(Records from a data source)
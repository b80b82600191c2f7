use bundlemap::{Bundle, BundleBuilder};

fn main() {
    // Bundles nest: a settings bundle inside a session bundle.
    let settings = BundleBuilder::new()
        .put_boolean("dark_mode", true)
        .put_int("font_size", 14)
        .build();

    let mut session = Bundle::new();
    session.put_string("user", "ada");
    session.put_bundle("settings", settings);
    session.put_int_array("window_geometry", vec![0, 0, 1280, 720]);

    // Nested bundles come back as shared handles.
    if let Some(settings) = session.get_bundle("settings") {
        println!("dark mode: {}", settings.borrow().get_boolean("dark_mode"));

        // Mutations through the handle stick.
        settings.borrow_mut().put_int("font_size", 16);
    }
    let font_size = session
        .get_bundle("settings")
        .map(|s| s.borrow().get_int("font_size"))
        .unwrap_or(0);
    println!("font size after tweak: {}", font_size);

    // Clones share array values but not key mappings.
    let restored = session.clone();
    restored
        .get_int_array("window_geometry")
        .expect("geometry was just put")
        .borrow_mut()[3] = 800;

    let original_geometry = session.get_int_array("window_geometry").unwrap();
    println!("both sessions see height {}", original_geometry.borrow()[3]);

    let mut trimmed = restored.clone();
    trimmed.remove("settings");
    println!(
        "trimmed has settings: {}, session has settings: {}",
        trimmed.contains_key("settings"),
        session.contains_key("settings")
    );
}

==

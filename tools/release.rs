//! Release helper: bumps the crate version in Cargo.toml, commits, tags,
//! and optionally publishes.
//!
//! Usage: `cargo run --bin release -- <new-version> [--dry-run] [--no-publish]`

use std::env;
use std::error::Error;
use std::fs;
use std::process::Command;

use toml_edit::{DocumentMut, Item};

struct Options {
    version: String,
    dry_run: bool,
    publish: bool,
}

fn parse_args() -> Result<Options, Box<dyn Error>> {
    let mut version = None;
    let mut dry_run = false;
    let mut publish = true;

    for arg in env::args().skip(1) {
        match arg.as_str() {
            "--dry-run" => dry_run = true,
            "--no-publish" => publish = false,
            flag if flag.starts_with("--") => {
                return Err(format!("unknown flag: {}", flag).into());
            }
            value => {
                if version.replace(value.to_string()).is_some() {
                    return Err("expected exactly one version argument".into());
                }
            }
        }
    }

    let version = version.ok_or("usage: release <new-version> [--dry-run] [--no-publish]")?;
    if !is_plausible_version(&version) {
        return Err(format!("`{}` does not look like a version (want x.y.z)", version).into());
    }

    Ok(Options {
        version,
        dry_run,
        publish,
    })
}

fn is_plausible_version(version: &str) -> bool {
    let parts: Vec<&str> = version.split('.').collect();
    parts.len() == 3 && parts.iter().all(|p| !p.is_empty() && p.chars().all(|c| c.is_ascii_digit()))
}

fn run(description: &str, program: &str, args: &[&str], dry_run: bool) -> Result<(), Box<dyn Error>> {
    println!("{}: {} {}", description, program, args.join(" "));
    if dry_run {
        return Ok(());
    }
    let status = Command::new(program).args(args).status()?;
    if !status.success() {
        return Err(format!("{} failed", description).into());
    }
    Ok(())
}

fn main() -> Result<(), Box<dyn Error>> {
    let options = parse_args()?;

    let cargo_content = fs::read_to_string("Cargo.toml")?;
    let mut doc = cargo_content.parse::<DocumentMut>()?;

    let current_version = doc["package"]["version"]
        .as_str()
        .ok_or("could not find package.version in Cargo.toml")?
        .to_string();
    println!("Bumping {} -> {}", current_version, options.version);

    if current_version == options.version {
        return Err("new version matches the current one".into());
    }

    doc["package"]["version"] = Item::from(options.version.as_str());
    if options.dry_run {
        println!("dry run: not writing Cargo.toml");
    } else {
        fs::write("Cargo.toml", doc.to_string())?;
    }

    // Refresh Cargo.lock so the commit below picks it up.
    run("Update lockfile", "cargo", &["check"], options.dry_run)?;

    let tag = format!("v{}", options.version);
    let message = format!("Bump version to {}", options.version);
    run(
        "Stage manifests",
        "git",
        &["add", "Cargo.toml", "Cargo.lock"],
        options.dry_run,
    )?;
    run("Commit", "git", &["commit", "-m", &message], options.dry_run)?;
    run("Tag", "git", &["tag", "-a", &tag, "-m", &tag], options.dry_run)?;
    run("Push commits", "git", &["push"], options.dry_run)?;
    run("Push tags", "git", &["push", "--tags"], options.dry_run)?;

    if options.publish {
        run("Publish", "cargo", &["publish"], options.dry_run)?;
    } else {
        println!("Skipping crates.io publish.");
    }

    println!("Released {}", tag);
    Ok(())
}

**ASSIGNED TASK:** Across the records above, show each line containing the word "description".

**THE ANSWER:**
fn run(description: &str, program: &str, args: &[&str], dry_run: bool) -> Result<(), Box<dyn Error>> {
    println!("{}: {} {}", description, program, args.join(" "));
        return Err(format!("{} failed", description).into());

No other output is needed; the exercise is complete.